**PROBLEM DETAILS**. Every line in the records below that holds the word "timestamp" is to be copied.

Saved entries
__________________________________________________

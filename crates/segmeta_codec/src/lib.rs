//! # segmeta Codec
//!
//! Value encoding for every record the catalog persists.
//!
//! Records are plain `serde` types encoded as CBOR. Struct fields are written
//! in declaration order, so identical records produce identical bytes, which
//! keeps batch contents stable between runs.
//!
//! ## Usage
//!
//! ```
//! use segmeta_codec::{Decode, Encode};
//! use serde::{Deserialize, Serialize};
//!
//! #[derive(Debug, PartialEq, Serialize, Deserialize)]
//! struct Position {
//!     channel: String,
//!     timestamp: u64,
//! }
//!
//! let pos = Position { channel: "dml-0".into(), timestamp: 1000 };
//! let bytes = pos.encode().unwrap();
//! assert_eq!(Position::decode(&bytes).unwrap(), pos);
//! ```

#![deny(unsafe_code)]
#![warn(missing_docs)]

mod cbor;
mod error;

pub use cbor::{from_cbor, to_cbor};
pub use error::{CodecError, CodecResult};

use serde::de::DeserializeOwned;
use serde::Serialize;

/// Trait for types that can be encoded to CBOR.
pub trait Encode {
    /// Encode this value to CBOR bytes.
    fn encode(&self) -> CodecResult<Vec<u8>>;
}

/// Trait for types that can be decoded from CBOR.
pub trait Decode: Sized {
    /// Decode this value from CBOR bytes.
    fn decode(bytes: &[u8]) -> CodecResult<Self>;
}

impl<T: Serialize> Encode for T {
    fn encode(&self) -> CodecResult<Vec<u8>> {
        to_cbor(self)
    }
}

impl<T: DeserializeOwned> Decode for T {
    fn decode(bytes: &[u8]) -> CodecResult<Self> {
        from_cbor(bytes)
    }
}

__________________________________________________

**EXERCISE RESULT**.
//!     timestamp: u64,
//! let pos = Position { channel: "dml-0".into(), timestamp: 1000 };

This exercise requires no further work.